In 1904, twenty-six-year-old A.B.C. Merriman-Labor stamped the red dust of Freetown’s streets from his shoes and headed for London. There he intended to prove his literary skill to the world. The Sierra Leone Weekly News had assured him that his color would no obstacle there, and he could “go anywhere, wherever his merits, either intellectual or social, will take him.”
Freetown’s robust literary community, its clubs, library, and lectures had nurtured him and encouraged his literary dreams. Already he had published a novella, produced a play, and given lectures that were published in the U.K. then distributed worldwide. But it was his 1898 essay on the Hut Tax War that had made his name.
He knew the ideas in the essay would be dismissed if he spoke as the Krio A.B.C. Merriman-Labor, a junior clerk in the Colonial Secretary’s office, so he signed it “an Africanised Englishman Twenty Years in British West Africa.” In the piece, he slyly promised a dashing war story that would make “pleasurable reading … for every loyal English subject…of the British Empire,” then daringly described an out-of-touch colonial administration that understood very little of what was happening in the vast land it governed. The true hero of the war in his telling was the Temne chief Bai Bureh, a plucky leader of wit, cunning and honor, who outwitted the British forces at every turn. The exposé quickly became a sensation in West Africa.
For the next six year, Merriman-Labor saved every penny as he worked his way up the civil service ladder. Then, in 1904 he left his respectable government job and headed to the center of the empire.
London, it turned out, was not as perfect as he had been led to believe. Its streets were not paved with gold, but rather, he joked, “plastered over with mud and something…left behind by the hundreds of thousands of horses.” This gap between the idealized Sierra Leonean vision of the metropolis and its stark realities inspired Merriman-Labor’s London writing. First came the articles for the Sierra Leone Weekly News, then the 10,000-mile lecture tour around Africa called “Five Years with the White Man,” and finally his only surviving full-length book Britons Through Negro Spectacles.
Merriman-Labor was determined to speak important truths but knew as a black man he could not speak those truths directly. In Britons, he disguised himself as comedian to make his words more palatable to his white readers. “Considering my racial connection,” he wrote, “I am of the opinion that the world will be better prepared to hear me if I come in the guise of a jester.”
Part travelogue, part reverse ethnology, and part spoof of books by ill-informed “Africa experts,” Britons camouflages its radical ideas with jokes, puns, satire, burlesque, and lampoon.

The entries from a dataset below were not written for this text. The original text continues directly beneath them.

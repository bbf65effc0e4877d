//! Portfolio construction, return composition and performance evaluation.
//!
//! This crate turns scored cross-sections into strategy results:
//! - [`PortfolioConstructor`]: top-quantile, equal-weight long-only holdings
//! - [`ReturnComposer`]: holding-period returns of portfolios and benchmarks
//! - [`PerformanceAnalyzer`]: total, annualized and risk-adjusted metrics
//! - [`Backtest`]: the end-to-end pipeline over a [`ronda_data::TimeSeriesStore`]
//!
//! # Example
//!
//! ```
//! use ronda_eval::{PerformanceAnalyzer, PerformanceConfig};
//!
//! let analyzer = PerformanceAnalyzer::new(PerformanceConfig::default());
//! let metrics = analyzer.metrics("momentum", &[0.05, -0.10, 0.08, -0.20, 0.15]);
//!
//! assert_eq!(metrics.n_periods, 5);
//! assert!(metrics.max_drawdown.unwrap() < 0.0);
//! ```

pub mod backtest;
pub mod metrics;
pub mod portfolio;
pub mod returns;

pub use backtest::{
    BENCHMARK, Backtest, BacktestConfig, BacktestResult, COMBINED, MAX_LIVENESS_TOLERANCE_DAYS, RebalanceFrequency,
};
pub use metrics::{
    CorrelationMatrix, PerformanceAnalyzer, PerformanceConfig, PerformanceMetrics, PerformanceReport,
    cumulative_wealth, max_drawdown,
};
pub use portfolio::{DEFAULT_QUANTILE, Portfolio, PortfolioConstructor, selection_count};
pub use returns::{BenchmarkMethod, MissingPricePolicy, PeriodReturn, ReturnComposer, ReturnSeries, returns_frame};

It describes a walk around London with Merriman-Labor acting as a guide to a newly arrived African friend. As they pass landmarks, observe people, and discuss British manners, the city’s famous clocks toll, marking the passing day. Nine years before James Joyce strolled Leopold Bloom around Dublin and sixteen years before Virginia Woolf ambled Clarissa Dalloway through the West End, Merriman-Labor walked arm-and-arm with Africanus from Poultry Street to Hyde Park.
On the surface, the silly jokes offer the stuff of fun, providing, as the Dundee Courier concluded, an “hour or two of quiet amusement.” But its purpose is much more daring than its comical pose. By acting as an ethnographic observer, Merriman-Labor asserts the right of being the observer, not the observed. In Britons, the white Europeans are the exotic others who need to be explained.

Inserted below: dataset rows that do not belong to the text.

//! Wire types for the verificator service JSON:API.
//!
//! Request bodies travel as `{ "data": { "id", "type", "attributes" } }`
//! envelopes with snake_case attribute names; responses come back in the
//! same envelope shape. Numeric bound attributes on the advanced endpoint
//! are JSON numbers, while `event_id` and `selector` stay strings — a
//! backend-contract detail that must match exactly.

use serde::{Deserialize, Serialize};
use zkpass_core::{CitizenshipCode, ProofParams};

/// Criteria for a verification request, chosen explicitly at the call
/// site. `Basic` routes to the v1 verification-link endpoint, `Advanced`
/// to the v2 endpoint with full proof parameters.
#[derive(Debug, Clone)]
pub enum VerificationOptions {
    /// A small set of named criteria; the service derives the proof
    /// parameters itself.
    Basic(BasicVerificationOpts),
    /// Fully-built proof parameters from
    /// [`ProofParamsBuilder`](zkpass_core::ProofParamsBuilder).
    Advanced(ProofParams),
}

/// Named criteria for basic verification.
#[derive(Debug, Clone, Default)]
pub struct BasicVerificationOpts {
    /// Minimum holder age, in years.
    pub age_lower_bound: Option<u32>,
    /// Check registration uniqueness via the identity counter and
    /// identity creation timestamp.
    pub uniqueness: Option<bool>,
    /// Require a specific nationality.
    pub nationality: Option<CitizenshipCode>,
    /// Include the holder's nationality in the proof's public signals.
    pub nationality_check: Option<bool>,
    /// Event ID for nullifier domain separation (decimal or hex string).
    pub event_id: Option<String>,
}

/// Verification status of a request, as reported by the service.
///
/// - `not_verified` — no proof has been generated yet
/// - `verified` — a proof was generated and verified
/// - `failed_verification` — a proof was generated but failed verification
/// - `uniqueness_check_failed` — the holder revoked their identity, so
///   uniqueness cannot be established
#[derive(Debug, Clone, Copy, PartialEq, Eq, Hash, Serialize, Deserialize)]
#[serde(rename_all = "snake_case")]
pub enum VerificationStatus {
    /// No proof yet; keep polling.
    NotVerified,
    /// Proof generated and verified.
    Verified,
    /// Proof generated but verification failed.
    FailedVerification,
    /// Identity revoked; uniqueness check failed.
    UniquenessCheckFailed,
    /// Forward-compatible catch-all for statuses the service introduces
    /// after this client version is deployed. Treated like `not_verified`.
    #[serde(other)]
    Unknown,
}

impl std::fmt::Display for VerificationStatus {
    fn fmt(&self, f: &mut std::fmt::Formatter<'_>) -> std::fmt::Result {
        let s = match self {
            Self::NotVerified => "not_verified",
            Self::Verified => "verified",
            Self::FailedVerification => "failed_verification",
            Self::UniquenessCheckFailed => "uniqueness_check_failed",
            Self::Unknown => "unknown",
        };
        write!(f, "{s}")
    }
}

/// A Groth16 proof: three curve-point groups.
#[derive(Debug, Clone, PartialEq, Eq, Serialize, Deserialize)]
pub struct Groth16Proof {
    /// First proof element.
    pub pi_a: Vec<String>,
    /// Second proof element, nested pairs.
    pub pi_b: Vec<Vec<String>>,
    /// Third proof element.
    pub pi_c: Vec<String>,
}

/// A verified zero-knowledge proof plus its public signals.
///
/// The public signals attest the requested passport-derived facts
/// without revealing the passport itself.
#[derive(Debug, Clone, PartialEq, Eq, Serialize, Deserialize)]
pub struct ZkProof {
    /// The Groth16 proof.
    pub proof: Groth16Proof,
    /// Query-circuit public signals.
    pub pub_signals: Vec<String>,
}

// -- JSON:API envelopes -------------------------------------------------------

/// Request envelope: `{ "data": { "id", "type", "attributes" } }`.
#[derive(Debug, Serialize)]
pub(crate) struct ApiRequest<A> {
    pub data: ApiRequestData<A>,
}

#[derive(Debug, Serialize)]
pub(crate) struct ApiRequestData<A> {
    pub id: String,
    #[serde(rename = "type")]
    pub kind: &'static str,
    pub attributes: A,
}

/// Response envelope mirroring the request shape.
#[derive(Debug, Deserialize)]
pub(crate) struct ApiResponse<A> {
    pub data: ApiResponseData<A>,
}

#[derive(Debug, Deserialize)]
pub(crate) struct ApiResponseData<A> {
    #[serde(default)]
    #[allow(dead_code)]
    pub id: Option<String>,
    pub attributes: A,
}

/// Attributes for `POST /private/verification-link`.
#[derive(Debug, Serialize)]
pub(crate) struct BasicLinkAttributes {
    #[serde(skip_serializing_if = "Option::is_none")]
    pub age_lower_bound: Option<u32>,
    #[serde(skip_serializing_if = "Option::is_none")]
    pub uniqueness: Option<bool>,
    #[serde(skip_serializing_if = "Option::is_none")]
    pub nationality: Option<String>,
    #[serde(skip_serializing_if = "Option::is_none")]
    pub nationality_check: Option<bool>,
    #[serde(skip_serializing_if = "Option::is_none")]
    pub event_id: Option<String>,
}

impl From<&BasicVerificationOpts> for BasicLinkAttributes {
    fn from(opts: &BasicVerificationOpts) -> Self {
        Self {
            age_lower_bound: opts.age_lower_bound,
            uniqueness: opts.uniqueness,
            nationality: opts.nationality.as_ref().map(|c| c.as_str().to_string()),
            nationality_check: opts.nationality_check,
            event_id: opts.event_id.clone(),
        }
    }
}

/// Attributes for `POST /v2/private/verification-link`.
///
/// Timestamp and identity-counter bounds go out as JSON numbers; the
/// builder has already validated them as non-negative decimals fitting
/// in 64 bits, so the conversion below can never lose a set bound.
#[derive(Debug, Serialize)]
pub(crate) struct AdvancedLinkAttributes {
    #[serde(skip_serializing_if = "Option::is_none")]
    pub timestamp_lower_bound: Option<u64>,
    #[serde(skip_serializing_if = "Option::is_none")]
    pub timestamp_upper_bound: Option<u64>,
    pub event_id: String,
    pub selector: String,
    #[serde(skip_serializing_if = "Option::is_none")]
    pub citizenship_mask: Option<String>,
    #[serde(skip_serializing_if = "Option::is_none")]
    pub sex: Option<String>,
    #[serde(skip_serializing_if = "Option::is_none")]
    pub identity_counter_lower_bound: Option<u64>,
    #[serde(skip_serializing_if = "Option::is_none")]
    pub identity_counter_upper_bound: Option<u64>,
    #[serde(skip_serializing_if = "Option::is_none")]
    pub birth_date_lower_bound: Option<String>,
    #[serde(skip_serializing_if = "Option::is_none")]
    pub birth_date_upper_bound: Option<String>,
    #[serde(skip_serializing_if = "Option::is_none")]
    pub event_data: Option<String>,
    #[serde(skip_serializing_if = "Option::is_none")]
    pub expiration_date_lower_bound: Option<String>,
    #[serde(skip_serializing_if = "Option::is_none")]
    pub expiration_date_upper_bound: Option<String>,
}

impl From<&ProofParams> for AdvancedLinkAttributes {
    fn from(params: &ProofParams) -> Self {
        let as_num = |v: Option<&str>| v.and_then(|s| s.parse::<u64>().ok());
        Self {
            timestamp_lower_bound: as_num(params.timestamp_lower_bound()),
            timestamp_upper_bound: as_num(params.timestamp_upper_bound()),
            event_id: params.event_id().to_string(),
            selector: params.selector().to_string(),
            citizenship_mask: params.citizenship_mask().map(|c| c.as_str().to_string()),
            sex: params.sex().map(|s| s.as_str().to_string()),
            identity_counter_lower_bound: as_num(params.identity_counter_lower_bound()),
            identity_counter_upper_bound: as_num(params.identity_counter_upper_bound()),
            birth_date_lower_bound: params.birth_date_lower_bound().map(str::to_string),
            birth_date_upper_bound: params.birth_date_upper_bound().map(str::to_string),
            event_data: params.event_data().map(str::to_string),
            expiration_date_lower_bound: params.expiration_date_lower_bound().map(str::to_string),
            expiration_date_upper_bound: params.expiration_date_upper_bound().map(str::to_string),
        }
    }
}

/// Attributes of a verification-link response.
#[derive(Debug, Deserialize)]
pub(crate) struct LinkAttributes {
    pub get_proof_params: String,
}

/// Attributes of a verification-status response.
#[derive(Debug, Deserialize)]
pub(crate) struct StatusAttributes {
    pub status: VerificationStatus,
}

/// Attributes of a proof response.
#[derive(Debug, Deserialize)]
pub(crate) struct ProofAttributes {
    pub proof: ZkProof,
}

#[cfg(test)]
mod tests {
    use super::*;
    use zkpass_core::{ProofParamsBuilder, Sex};

    #[test]
    fn status_deserializes_all_known_values() {
        for (raw, status) in [
            ("\"not_verified\"", VerificationStatus::NotVerified),
            ("\"verified\"", VerificationStatus::Verified),
            ("\"failed_verification\"", VerificationStatus::FailedVerification),
            (
                "\"uniqueness_check_failed\"",
                VerificationStatus::UniquenessCheckFailed,
            ),
        ] {
            let parsed: VerificationStatus = serde_json::from_str(raw).unwrap();
            assert_eq!(parsed, status);
        }
    }

    #[test]
    fn unknown_status_falls_through_to_catch_all() {
        let parsed: VerificationStatus = serde_json::from_str("\"maintenance\"").unwrap();
        assert_eq!(parsed, VerificationStatus::Unknown);
    }

    #[test]
    fn basic_attributes_omit_unset_fields() {
        let attrs = BasicLinkAttributes::from(&BasicVerificationOpts {
            age_lower_bound: Some(18),
            uniqueness: Some(true),
            ..Default::default()
        });
        let json = serde_json::to_value(&attrs).unwrap();
        assert_eq!(json["age_lower_bound"], 18);
        assert_eq!(json["uniqueness"], true);
        assert!(json.get("nationality").is_none());
        assert!(json.get("event_id").is_none());
    }

    #[test]
    fn advanced_attributes_send_numeric_bounds_as_numbers() {
        let params = ProofParamsBuilder::new()
            .selector("0b101")
            .unwrap()
            .event_id("7")
            .unwrap()
            .sex(Sex::Female)
            .timestamp_bounds("1000", "2000")
            .unwrap()
            .identity_counter_bounds("0", "1")
            .unwrap()
            .birth_date_bounds("010101", "020202")
            .unwrap()
            .build()
            .unwrap();

        let json = serde_json::to_value(AdvancedLinkAttributes::from(&params)).unwrap();
        assert_eq!(json["selector"], "5");
        assert_eq!(json["event_id"], "7");
        assert_eq!(json["timestamp_lower_bound"], 1000);
        assert_eq!(json["timestamp_upper_bound"], 2000);
        assert_eq!(json["identity_counter_lower_bound"], 0);
        assert_eq!(json["identity_counter_upper_bound"], 1);
        assert_eq!(json["sex"], "F");
        assert_eq!(json["birth_date_lower_bound"], "0x303130313031");
        assert!(json.get("citizenship_mask").is_none());
        assert!(json.get("event_data").is_none());
    }

    #[test]
    fn advanced_attributes_keep_maximal_bounds() {
        // The widest bound the builder accepts must survive onto the wire.
        let max = u64::MAX.to_string();
        let params = ProofParamsBuilder::new()
            .selector("1")
            .unwrap()
            .event_id("2")
            .unwrap()
            .timestamp_bounds("0", &max)
            .unwrap()
            .identity_counter_bounds(&max, &max)
            .unwrap()
            .build()
            .unwrap();

        let json = serde_json::to_value(AdvancedLinkAttributes::from(&params)).unwrap();
        assert_eq!(json["timestamp_upper_bound"], u64::MAX);
        assert_eq!(json["identity_counter_lower_bound"], u64::MAX);
        assert_eq!(json["identity_counter_upper_bound"], u64::MAX);
    }

    #[test]
    fn proof_envelope_deserializes_groth16_shape() {
        let raw = serde_json::json!({
            "proof": {
                "pi_a": ["1", "2", "1"],
                "pi_b": [["1", "2"], ["3", "4"], ["1", "0"]],
                "pi_c": ["5", "6", "1"]
            },
            "pub_signals": ["7", "8"]
        });
        let proof: ZkProof = serde_json::from_value(raw).unwrap();
        assert_eq!(proof.proof.pi_a.len(), 3);
        assert_eq!(proof.proof.pi_b[1], vec!["3", "4"]);
        assert_eq!(proof.pub_signals, vec!["7", "8"]);
    }
}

No wonder it provoked strong negative reactions. As a criticism of English institutions, The Law Journal declared, “it is valueless.” The Daily Expresscharacterized its comic portrait of British life as “low jests” from a “crude pen.” Its audacity was palpable in Africa. F. Z. S. Peregrino, founder of Cape Town’s first black newspaper, saw its irreverent jibes as so inflammatory, he prevented Britons from being circulated.
In the end, Merriman-Labor was made to pay for his audacity. Britons Through Negro Spectacles was a commercial failure. Its costs sunk him so deep into debt, he was forced into bankruptcy.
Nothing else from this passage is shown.